In his private life he was always serious. After fifteen years of being a comedian, he was truly sick of joking. When a friend told a joke at the dinner table, he wanted to cry. He compared his situation to the gynaecologist’s who, after a long day at work, has to look at his wife’s vagina.

'It’s important for hygiene.' Veronika said. 'The nose needs to be clean.'

'I agree.' – Andrej said and he meant it.

'Bye now!'

Veronika climbed the stairs of the train, but then she heard her husband shouting after her, so she turned back.

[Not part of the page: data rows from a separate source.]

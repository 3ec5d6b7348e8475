use canonical::CanonicalError;
use index::IndexError;
use perceptual::PerceptualError;
use serde::{Deserialize, Serialize};
use thiserror::Error;

use crate::accuracy::ScoreAccumulator;

/// One candidate scored against a query.
#[derive(Debug, Clone, Serialize, Deserialize, PartialEq)]
pub struct ScoredCandidate {
    pub id: String,
    pub title: String,
    /// Fraction of signature positions where query and candidate agree.
    pub lsh_similarity: f64,
    /// Exact Jaccard similarity of the two shingle sets.
    pub jaccard_similarity: f64,
}

/// Decision for a single query.
#[derive(Debug, Clone, Serialize, Deserialize, PartialEq)]
#[serde(tag = "outcome", rename_all = "snake_case")]
pub enum MatchOutcome {
    /// The top candidate's estimate reached the threshold.
    Matched { hit: ScoredCandidate },
    /// Candidates existed but the best one fell short. It is reported for
    /// inspection only and never counts as a match.
    BelowThreshold {
        best: ScoredCandidate,
        threshold: f64,
    },
    /// No indexed document shares a band with the query.
    NoCandidates,
}

impl MatchOutcome {
    pub fn is_match(&self) -> bool {
        matches!(self, MatchOutcome::Matched { .. })
    }

    /// The accepted candidate, if any.
    pub fn hit(&self) -> Option<&ScoredCandidate> {
        match self {
            MatchOutcome::Matched { hit } => Some(hit),
            _ => None,
        }
    }

    /// The top-ranked candidate whether or not it was accepted.
    pub fn best(&self) -> Option<&ScoredCandidate> {
        match self {
            MatchOutcome::Matched { hit } => Some(hit),
            MatchOutcome::BelowThreshold { best, .. } => Some(best),
            MatchOutcome::NoCandidates => None,
        }
    }
}

/// Running counters for a batch of queries.
///
/// Every processed query lands in exactly one of `matched`,
/// `unmatched_no_candidates`, `unmatched_below_threshold` or `failed`.
#[derive(Debug, Clone, Copy, Default, Serialize, Deserialize, PartialEq, Eq)]
pub struct MatchStats {
    pub request_count: u64,
    pub matched: u64,
    pub unmatched_no_candidates: u64,
    pub unmatched_below_threshold: u64,
    pub failed: u64,
}

impl MatchStats {
    pub fn merge(&mut self, other: &MatchStats) {
        self.request_count += other.request_count;
        self.matched += other.matched;
        self.unmatched_no_candidates += other.unmatched_no_candidates;
        self.unmatched_below_threshold += other.unmatched_below_threshold;
        self.failed += other.failed;
    }

    pub fn unmatched(&self) -> u64 {
        self.unmatched_no_candidates + self.unmatched_below_threshold
    }
}

/// Mutable state owned by one matching worker.
///
/// Sessions are never shared; parallel workers each own one and the caller
/// merges them afterwards.
#[derive(Debug, Clone, Default)]
pub struct MatchSession {
    pub stats: MatchStats,
    pub scores: ScoreAccumulator,
}

impl MatchSession {
    pub fn new() -> Self {
        Self::default()
    }

    pub fn merge(&mut self, other: MatchSession) {
        self.stats.merge(&other.stats);
        self.scores.merge(other.scores);
    }
}

/// Errors produced by the matching layer.
#[derive(Debug, Error, Clone, PartialEq)]
pub enum MatchError {
    #[error("invalid match config: {0}")]
    InvalidConfig(String),
    #[error("query signature has {query} values, candidate has {candidate}")]
    SignatureLengthMismatch { query: usize, candidate: usize },
    #[error("no indexed document with id {0:?}")]
    UnknownCandidate(String),
    #[error("canonical error: {0}")]
    Canonical(#[from] CanonicalError),
    #[error("perceptual error: {0}")]
    Perceptual(#[from] PerceptualError),
    #[error("index error: {0}")]
    Index(#[from] IndexError),
}

#[cfg(test)]
mod tests {
    use super::*;

    fn candidate(id: &str, lsh: f64) -> ScoredCandidate {
        ScoredCandidate {
            id: id.into(),
            title: id.to_uppercase(),
            lsh_similarity: lsh,
            jaccard_similarity: lsh,
        }
    }

    #[test]
    fn outcome_accessors() {
        let matched = MatchOutcome::Matched {
            hit: candidate("a", 0.9),
        };
        assert!(matched.is_match());
        assert_eq!(matched.hit().map(|c| c.id.as_str()), Some("a"));

        let below = MatchOutcome::BelowThreshold {
            best: candidate("b", 0.1),
            threshold: 0.25,
        };
        assert!(!below.is_match());
        assert!(below.hit().is_none());
        assert_eq!(below.best().map(|c| c.id.as_str()), Some("b"));

        assert!(MatchOutcome::NoCandidates.best().is_none());
    }

    #[test]
    fn stats_merge_adds_counters() {
        let mut a = MatchStats {
            request_count: 3,
            matched: 1,
            unmatched_no_candidates: 1,
            unmatched_below_threshold: 1,
            failed: 0,
        };
        let b = MatchStats {
            request_count: 2,
            matched: 1,
            failed: 1,
            ..Default::default()
        };
        a.merge(&b);
        assert_eq!(a.request_count, 5);
        assert_eq!(a.matched, 2);
        assert_eq!(a.failed, 1);
        assert_eq!(a.unmatched(), 2);
    }

    #[test]
    fn outcome_serializes_with_tag() {
        let json = serde_json::to_value(MatchOutcome::NoCandidates).unwrap();
        assert_eq!(json["outcome"], "no_candidates");
    }

    #[test]
    fn errors_convert_from_stage_errors() {
        let err: MatchError = IndexError::InvalidBanding { bands: 0, rows: 1 }.into();
        assert!(err.to_string().starts_with("index error"));
        let err: MatchError = CanonicalError::MissingDocId.into();
        assert!(matches!(err, MatchError::Canonical(_)));
    }
}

This was what Andrej shouted after her:

‘Wait!’

Veronika waited.

Andrej stepped closer and continued shouting: ‘I forgot to tell you something!’

‘You don’t need to shout Andrej. I hear you well.’

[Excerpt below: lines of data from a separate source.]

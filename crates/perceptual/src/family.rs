//! Hash families for MinHash.
//!
//! A [`HashFamily`] is a fixed, indexed set of deterministic functions mapping
//! a shingle to a `u32`. Function `i` of a family built from the same seed
//! basis returns the same value for the same shingle in every run and on
//! every machine.
//!
//! [`XxHashFamily`] is the production family. It hashes each shingle once
//! with xxh3 and then derives all `H` values from that base with a cheap
//! keyed mix, so [`HashFamily::hash_all`] costs one pass over the shingle
//! bytes instead of `H`.
//!
//! [`TableHashFamily`] returns values from a fixed table and exists so that
//! band and ranking behavior can be tested with hand-picked signatures.

use std::collections::HashMap;

use xxhash_rust::xxh3::xxh3_64_with_seed;

use crate::config::{PerceptualConfig, PerceptualError};

/// An indexed family of deterministic 32-bit hash functions.
pub trait HashFamily: Send + Sync {
    /// Number of functions `H` in the family.
    fn len(&self) -> usize;

    fn is_empty(&self) -> bool {
        self.len() == 0
    }

    /// Apply function `index` to `shingle`.
    ///
    /// # Panics
    ///
    /// Panics if `index >= self.len()`. Asking for a function the family does
    /// not have is a caller bug.
    fn hash(&self, index: usize, shingle: &[u8]) -> u32;

    /// Apply every function to `shingle`; `out[i] == self.hash(i, shingle)`.
    ///
    /// # Panics
    ///
    /// Panics if `out.len() != self.len()`.
    fn hash_all(&self, shingle: &[u8], out: &mut [u32]) {
        assert_eq!(out.len(), self.len(), "output buffer must hold one value per function");
        for (index, slot) in out.iter_mut().enumerate() {
            *slot = self.hash(index, shingle);
        }
    }
}

/// Seeded family built on xxh3.
#[derive(Debug, Clone, PartialEq, Eq)]
pub struct XxHashFamily {
    seed: u64,
    keys: Vec<u64>,
}

impl XxHashFamily {
    /// Build `len` functions from `seed`.
    pub fn new(len: usize, seed: u64) -> Self {
        let keys = (0..len as u64)
            .map(|j| splitmix64(seed.wrapping_add(j.wrapping_mul(0x9E37_79B9_7F4A_7C15))))
            .collect();
        Self { seed, keys }
    }

    /// Build a family sized for `cfg` (`H = bands × rows`).
    pub fn from_config(cfg: &PerceptualConfig) -> Result<Self, PerceptualError> {
        cfg.validate()?;
        Ok(Self::new(cfg.num_hashes()?, cfg.seed))
    }

    pub fn seed(&self) -> u64 {
        self.seed
    }

    #[inline]
    fn base(&self, shingle: &[u8]) -> u64 {
        xxh3_64_with_seed(shingle, self.seed)
    }
}

impl HashFamily for XxHashFamily {
    fn len(&self) -> usize {
        self.keys.len()
    }

    fn hash(&self, index: usize, shingle: &[u8]) -> u32 {
        assert!(
            index < self.keys.len(),
            "hash function index {index} out of range 0..{}",
            self.keys.len()
        );
        mix32(self.base(shingle), self.keys[index])
    }

    fn hash_all(&self, shingle: &[u8], out: &mut [u32]) {
        assert_eq!(out.len(), self.keys.len(), "output buffer must hold one value per function");
        let base = self.base(shingle);
        for (slot, &key) in out.iter_mut().zip(&self.keys) {
            *slot = mix32(base, key);
        }
    }
}

/// Fixed-table family: known shingles map to explicit per-function values,
/// anything else maps to `fallback` in every slot.
#[derive(Debug, Clone, Default)]
pub struct TableHashFamily {
    len: usize,
    rows: HashMap<Vec<u8>, Vec<u32>>,
    fallback: u32,
}

impl TableHashFamily {
    pub fn new(len: usize, fallback: u32) -> Self {
        Self {
            len,
            rows: HashMap::new(),
            fallback,
        }
    }

    /// Register the values of every function for `shingle`.
    ///
    /// # Panics
    ///
    /// Panics if `values.len()` differs from the family length.
    pub fn with_row(mut self, shingle: impl AsRef<[u8]>, values: Vec<u32>) -> Self {
        assert_eq!(values.len(), self.len, "table row must hold one value per function");
        self.rows.insert(shingle.as_ref().to_vec(), values);
        self
    }
}

impl HashFamily for TableHashFamily {
    fn len(&self) -> usize {
        self.len
    }

    fn hash(&self, index: usize, shingle: &[u8]) -> u32 {
        assert!(
            index < self.len,
            "hash function index {index} out of range 0..{}",
            self.len
        );
        self.rows
            .get(shingle)
            .map_or(self.fallback, |values| values[index])
    }
}

/// Keyed finalizer; the high half of a murmur3 fmix64 over `x ^ key`.
#[inline]
pub(crate) fn mix32(x: u64, key: u64) -> u32 {
    let mut h = x ^ key;
    h ^= h >> 33;
    h = h.wrapping_mul(0xff51_afd7_ed55_8ccd);
    h ^= h >> 33;
    h = h.wrapping_mul(0xc4ce_b9fe_1a85_ec53);
    h ^= h >> 33;
    (h >> 32) as u32
}

/// A 64-bit hash function that is fast and has good distribution.
#[inline]
pub(crate) fn splitmix64(mut x: u64) -> u64 {
    x = x.wrapping_add(0x9E37_79B9_7F4A_7C15);
    let mut z = x;
    z = (z ^ (z >> 30)).wrapping_mul(0xBF58_476D_1CE4_E5B9);
    z = (z ^ (z >> 27)).wrapping_mul(0x94D0_49BB_1331_11EB);
    z ^ (z >> 31)
}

‘I have to tell you something Veronika.’ Andrej said. He was sweating. Not only he was sweating: he was breathing heavily too.

‘So tell it!’

‘Veronika,’ Andrej said, ‘I’m fat.’

And at the moment he said it, he regretted it. He never told his dirty secret to anyone, hoping that eventually he would lose weight and leave his fatness - as a bad dream - behind. But now he said it and it felt that the spoken words made his fatness real, irreversible; that they validated and enforced a fat existence from now on, forever. How he wished he could go back in time.

Veronika felt relieved. She was worried for a second that Andrej would reveal his affair with the communist, and she would need to take a position.

‘You’re joking,’ she said.

‘Yes,’ Andrej said and nodded vigorously. ‘I was joking.’

Veronika never heard her husband making a joke before. She was never interested in humour or comedy so she never went to see Andrej’s show in the theatre.

‘Ha Ha,’ Veronika said. As far as she knew, this was the appropriate thing to say when someone made a joke.

‘Ha Ha,’ said Andrej too.

Veronika tapped her thigh uncertainly. This was what people did in movies when they laughed.

‘Ha Ha.’ she said again. For a second, she thought about adding: Hilarious!. Then she decided not to. She only said: ‘Bye now!’, and stepped in the darkness of the carriage.

Andrej sighed deeply. He adjusted his corsette and waved goodbye.